### Data to process
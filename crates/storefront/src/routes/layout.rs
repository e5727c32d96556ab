//! Data every page's header needs.

use emporium_core::ClientState;

/// Header state: who is signed in and the cart badge.
#[derive(Clone, Debug, Default)]
pub struct Layout {
    pub user: Option<String>,
    pub user_initial: String,
    pub cart_count: u32,
}

impl Layout {
    #[must_use]
    pub fn new<S>(state: &ClientState<S>) -> Self {
        let user = state.session().user();
        Self {
            user: user.map(|name| name.as_str().to_string()),
            user_initial: user.map(emporium_core::DisplayName::initial).unwrap_or_default(),
            cart_count: state.cart().item_count(),
        }
    }
}
//! Unified error handling with Sentry integration.
//!
//! Provides a unified `AppError` type that captures errors to Sentry before
//! responding to the client. All route handlers should return `Result<T, AppError>`.

use axum::{
    http::StatusCode,
    response::{IntoResponse, Response},
};
use thiserror::Error;

use emporium_core::StateError;

use crate::catalog::CatalogError;
use crate::services::auth::AuthError;

/// Application-level error type for the storefront.
#[derive(Debug, Error)]
pub enum AppError {
    /// Catalog API operation failed.
    #[error("Catalog error: {0}")]
    Catalog(#[from] CatalogError),

    /// Reading or writing the visitor's cart or session failed.
    #[error("Client state error: {0}")]
    State(#[from] StateError),

    /// Authentication operation failed.
    #[error("Auth error: {0}")]
    Auth(#[from] AuthError),

    /// Resource not found.
    #[error("Not found: {0}")]
    NotFound(String),

    /// Bad request from client.
    #[error("Bad request: {0}")]
    BadRequest(String),

    /// Internal server error.
    #[error("Internal error: {0}")]
    Internal(String),
}

impl IntoResponse for AppError {
    fn into_response(self) -> Response {
        // Capture server errors to Sentry
        if matches!(self, Self::State(_) | Self::Internal(_) | Self::Catalog(_)) {
            let event_id = sentry::capture_error(&self);
            tracing::error!(
                error = %self,
                sentry_event_id = %event_id,
                "Request error"
            );
        }

        let status = match &self {
            Self::State(_) | Self::Internal(_) => StatusCode::INTERNAL_SERVER_ERROR,
            Self::Catalog(_) => StatusCode::BAD_GATEWAY,
            Self::Auth(err) => match err {
                AuthError::InvalidCredentials => StatusCode::UNAUTHORIZED,
                AuthError::InvalidIdentifier(_) | AuthError::PasswordMismatch => {
                    StatusCode::UNPROCESSABLE_ENTITY
                }
            },
            Self::NotFound(_) => StatusCode::NOT_FOUND,
            Self::BadRequest(_) => StatusCode::BAD_REQUEST,
        };

        // Don't expose internal error details to clients
        let message = match &self {
            Self::State(_) | Self::Internal(_) => "Internal server error".to_string(),
            Self::Catalog(_) => "Product service unavailable".to_string(),
            Self::Auth(err) => match err {
                AuthError::InvalidCredentials => "Invalid credentials".to_string(),
                AuthError::InvalidIdentifier(_) => "Enter a name or email address".to_string(),
                AuthError::PasswordMismatch => "Passwords do not match".to_string(),
            },
            _ => self.to_string(),
        };

        (status, message).into_response()
    }
}

/// Result type alias for `AppError`.
pub type Result<T> = std::result::Result<T, AppError>;

/// Set the Sentry user context from the session's display name.
///
/// Call this after sign-in to associate errors with the visitor.
pub fn set_sentry_user(display_name: &str) {
    sentry::configure_scope(|scope| {
        scope.set_user(Some(sentry::User {
            username: Some(display_name.to_string()),
            ..Default::default()
        }));
    });
}

/// Clear the Sentry user context.
///
/// Call this on logout to stop associating errors with the visitor.
pub fn clear_sentry_user() {
    sentry::configure_scope(|scope| {
        scope.set_user(None);
    });
}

### About this task
Please return all of the entries above, exactly and completely.

### Response box
filename crates/storefront/src/routes/layout.rs
repository e5727c32d96556ab
//! Data every page's header needs.

use emporium_core::ClientState;

/// Header state: who is signed in and the cart badge.
#[derive(Clone, Debug, Default)]
pub struct Layout {
    pub user: Option<String>,
    pub user_initial: String,
    pub cart_count: u32,
}

impl Layout {
    #[must_use]
    pub fn new<S>(state: &ClientState<S>) -> Self {
        let user = state.session().user();
        Self {
            user: user.map(|name| name.as_str().to_string()),
            user_initial: user.map(emporium_core::DisplayName::initial).unwrap_or_default(),
            cart_count: state.cart().item_count(),
        }
    }
}
//! Unified error handling with Sentry integration.
//!
//! Provides a unified `AppError` type that captures errors to Sentry before
//! responding to the client. All route handlers should return `Result<T, AppError>`.

use axum::{
    http::StatusCode,
    response::{IntoResponse, Response},
};
use thiserror::Error;

use emporium_core::StateError;

use crate::catalog::CatalogError;
use crate::services::auth::AuthError;

/// Application-level error type for the storefront.
#[derive(Debug, Error)]
pub enum AppError {
    /// Catalog API operation failed.
    #[error("Catalog error: {0}")]
    Catalog(#[from] CatalogError),

    /// Reading or writing the visitor's cart or session failed.
    #[error("Client state error: {0}")]
    State(#[from] StateError),

    /// Authentication operation failed.
    #[error("Auth error: {0}")]
    Auth(#[from] AuthError),

    /// Resource not found.
    #[error("Not found: {0}")]
    NotFound(String),

    /// Bad request from client.
    #[error("Bad request: {0}")]
    BadRequest(String),

    /// Internal server error.
    #[error("Internal error: {0}")]
    Internal(String),
}

impl IntoResponse for AppError {
    fn into_response(self) -> Response {
        // Capture server errors to Sentry
        if matches!(self, Self::State(_) | Self::Internal(_) | Self::Catalog(_)) {
            let event_id = sentry::capture_error(&self);
            tracing::error!(
                error = %self,
                sentry_event_id = %event_id,
                "Request error"
            );
        }

        let status = match &self {
            Self::State(_) | Self::Internal(_) => StatusCode::INTERNAL_SERVER_ERROR,
            Self::Catalog(_) => StatusCode::BAD_GATEWAY,
            Self::Auth(err) => match err {
                AuthError::InvalidCredentials => StatusCode::UNAUTHORIZED,
                AuthError::InvalidIdentifier(_) | AuthError::PasswordMismatch => {
                    StatusCode::UNPROCESSABLE_ENTITY
                }
            },
            Self::NotFound(_) => StatusCode::NOT_FOUND,
            Self::BadRequest(_) => StatusCode::BAD_REQUEST,
        };

        // Don't expose internal error details to clients
        let message = match &self {
            Self::State(_) | Self::Internal(_) => "Internal server error".to_string(),
            Self::Catalog(_) => "Product service unavailable".to_string(),
            Self::Auth(err) => match err {
                AuthError::InvalidCredentials => "Invalid credentials".to_string(),
                AuthError::InvalidIdentifier(_) => "Enter a name or email address".to_string(),
                AuthError::PasswordMismatch => "Passwords do not match".to_string(),
            },
            _ => self.to_string(),
        };

        (status, message).into_response()
    }
}

/// Result type alias for `AppError`.
pub type Result<T> = std::result::Result<T, AppError>;

/// Set the Sentry user context from the session's display name.
///
/// Call this after sign-in to associate errors with the visitor.
pub fn set_sentry_user(display_name: &str) {
    sentry::configure_scope(|scope| {
        scope.set_user(Some(sentry::User {
            username: Some(display_name.to_string()),
            ..Default::default()
        }));
    });
}

/// Clear the Sentry user context.
///
/// Call this on logout to stop associating errors with the visitor.
pub fn clear_sentry_user() {
    sentry::configure_scope(|scope| {
        scope.set_user(None);
    });
}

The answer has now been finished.